"What did you mean, think about what she told me?"

Friar Mathieu sighed. "Rachel said that Sophia told her after they left Orvieto she would not have to stay with Tilia Caballo anymore. Rachel was not at Caballo's of her own free will. And you may have noticed that when I suggested that Sophia sent her there, she did not deny it."

Simon felt another rush of anger at Friar Mathieu for trying to make him believe evil of Sophia. "Are you saying that Sophia forced that girl into a brothel? Father, Sophia is too much of an innocent to be a party to anything like that."

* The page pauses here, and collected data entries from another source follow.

use clap::Parser;
use dotenv::dotenv;
use soulchat::cli::Args;
use std::error::Error;

#[tokio::main]
async fn main() -> Result<(), Box<dyn Error + Send + Sync>> {
    dotenv().ok();
    let args = Args::parse();
    let default_filter = if args.debug { "debug" } else { "info" };
    env_logger::Builder::from_env(env_logger::Env::default().default_filter_or(default_filter)).init();

    soulchat::run(args).await
}
use async_trait::async_trait;
use log::{ debug, warn };
use serde_json::json;
use std::collections::HashMap;
use tokio::sync::{ broadcast, mpsc, oneshot, watch, RwLock };

use super::{ ChangeEvent, ChangeFeed, ChangeFilter, ChangeKind, ChannelStatus, Subscription, ThreadMirror };
use crate::error::MirrorError;
use crate::models::chat::MirrorRow;

const FEED_CAPACITY: usize = 64;

/// In-process mirror with a change feed, for local runs and tests.
pub struct MemoryMirror {
    rows: RwLock<HashMap<String, MirrorRow>>,
    changes: broadcast::Sender<ChangeEvent>,
}

impl Default for MemoryMirror {
    fn default() -> Self {
        Self::new()
    }
}

impl MemoryMirror {
    pub fn new() -> Self {
        let (changes, _) = broadcast::channel(FEED_CAPACITY);
        Self {
            rows: RwLock::new(HashMap::new()),
            changes,
        }
    }

    pub async fn len(&self) -> usize {
        self.rows.read().await.len()
    }

    pub async fn is_empty(&self) -> bool {
        self.rows.read().await.is_empty()
    }

    fn publish(&self, event: ChangeEvent) {
        // No receivers is fine.
        let _ = self.changes.send(event);
    }
}

#[async_trait]
impl ThreadMirror for MemoryMirror {
    async fn upsert(&self, row: &MirrorRow) -> Result<(), MirrorError> {
        let mut stored = row.clone();
        let previous = {
            let mut rows = self.rows.write().await;
            if let Some(prev) = rows.get(&row.id) {
                stored.created_at = stored.created_at.or(prev.created_at);
            } else if stored.created_at.is_none() {
                stored.created_at = Some(stored.updated_at);
            }
            rows.insert(row.id.clone(), stored.clone())
        };

        let event = ChangeEvent {
            event_type: if previous.is_some() { ChangeKind::Update } else { ChangeKind::Insert },
            new: Some(serde_json::to_value(&stored)?),
            old: previous.map(|p| json!({ "id": p.id })),
        };
        self.publish(event);
        Ok(())
    }

    async fn delete(&self, thread_id: &str) -> Result<(), MirrorError> {
        let removed = self.rows.write().await.remove(thread_id);
        if removed.is_some() {
            self.publish(ChangeEvent {
                event_type: ChangeKind::Delete,
                new: None,
                old: Some(json!({ "id": thread_id })),
            });
        }
        Ok(())
    }

    async fn get(&self, thread_id: &str) -> Result<Option<MirrorRow>, MirrorError> {
        Ok(self.rows.read().await.get(thread_id).cloned())
    }

    async fn list(&self, user_id: Option<&str>) -> Result<Vec<MirrorRow>, MirrorError> {
        let rows = self.rows.read().await;
        let mut out: Vec<MirrorRow> = rows
            .values()
            .filter(|r| user_id.map_or(true, |u| r.user_id.as_deref() == Some(u)))
            .cloned()
            .collect();
        out.sort_by(|a, b| b.updated_at.cmp(&a.updated_at));
        Ok(out)
    }
}

#[async_trait]
impl ChangeFeed for MemoryMirror {
    async fn subscribe(&self, filter: ChangeFilter) -> Result<Subscription, MirrorError> {
        let topic = filter.topic("memory");
        let mut changes = self.changes.subscribe();
        let (events_tx, events_rx) = mpsc::channel(FEED_CAPACITY);
        let (status_tx, status_rx) = watch::channel(ChannelStatus::Subscribed);
        let (shutdown_tx, mut shutdown_rx) = oneshot::channel::<()>();

        let task_topic = topic.clone();
        tokio::spawn(async move {
            loop {
                tokio::select! {
                    _ = &mut shutdown_rx => break,
                    received = changes.recv() => match received {
                        Ok(event) => {
                            if filter.matches(&event) && events_tx.send(event).await.is_err() {
                                break;
                            }
                        }
                        Err(broadcast::error::RecvError::Lagged(skipped)) => {
                            warn!("Subscription {} lagged, {} changes skipped", task_topic, skipped);
                        }
                        Err(broadcast::error::RecvError::Closed) => break,
                    },
                }
            }
            let _ = status_tx.send(ChannelStatus::Closed);
            debug!("Subscription {} closed", task_topic);
        });

        Ok(Subscription::new(topic, events_rx, status_rx, shutdown_tx))
    }
}

#[cfg(test)]
mod tests {
    use super::*;
    use chrono::{ Duration, Utc };

    fn row(id: &str, user: &str) -> MirrorRow {
        MirrorRow {
            id: id.into(),
            title: Some("Hello".into()),
            user_id: Some(user.into()),
            messages: json!([]),
            created_at: None,
            updated_at: Utc::now(),
        }
    }

    #[tokio::test]
    async fn list_is_newest_first_and_filtered() {
        let mirror = MemoryMirror::new();
        let mut older = row("a", "u1");
        older.updated_at = Utc::now() - Duration::seconds(10);
        mirror.upsert(&older).await.unwrap();
        mirror.upsert(&row("b", "u1")).await.unwrap();
        mirror.upsert(&row("c", "u2")).await.unwrap();

        let ids: Vec<String> = mirror.list(Some("u1")).await.unwrap().into_iter().map(|r| r.id).collect();
        assert_eq!(ids, vec!["b", "a"]);
    }

    #[tokio::test]
    async fn feed_reports_insert_update_delete_for_filtered_thread() {
        let mirror = MemoryMirror::new();
        let mut sub = mirror.subscribe(ChangeFilter::Thread("t1".into())).await.unwrap();
        assert_eq!(sub.status(), ChannelStatus::Subscribed);

        mirror.upsert(&row("other", "u1")).await.unwrap();
        mirror.upsert(&row("t1", "u1")).await.unwrap();
        mirror.upsert(&row("t1", "u1")).await.unwrap();
        mirror.delete("t1").await.unwrap();

        let kinds = vec![
            sub.recv().await.unwrap().event_type,
            sub.recv().await.unwrap().event_type,
            sub.recv().await.unwrap().event_type
        ];
        assert_eq!(kinds, vec![ChangeKind::Insert, ChangeKind::Update, ChangeKind::Delete]);
    }

    #[tokio::test]
    async fn upsert_keeps_original_created_at() {
        let mirror = MemoryMirror::new();
        mirror.upsert(&row("t1", "u1")).await.unwrap();
        let first = mirror.get("t1").await.unwrap().unwrap().created_at;
        mirror.upsert(&row("t1", "u1")).await.unwrap();
        assert_eq!(mirror.get("t1").await.unwrap().unwrap().created_at, first);
        assert_eq!(mirror.len().await, 1);
    }
}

But he remembered that moment of deepest intimacy they had shared last autumn outside Perugia, the moment he had delighted in reliving thousands of times. She had surprised him with the suddenness of her passion, with the swift, sure way she had guided him into taking her and had taken pleasure from him. Of course, he had thought, she would know what to do. She had been married. But surely a chaste widow who had known only one man in her life would have shown some hesitation, some timidity, some inner struggle?

Simon felt rage building up within him. He hated these doubts. He wanted to lash out at someone.

Friar Mathieu's voice came to him again, mild but inexorable. "Rachel said she asked Sophia to take her back to Ugolini's. Rachel must have lived at Ugolini's when she first came to Orvieto. If you say that Sophia could not have been the one who put Rachel in Caballo's house, I accept it. But Ugolini could have. Or David of Trebizond."

"You will drive me mad. Stop going step by step like a schoolman. Of what are you accusing Sophia?"

Only his reverence for Friar Mathieu kept him from shaking the old priest.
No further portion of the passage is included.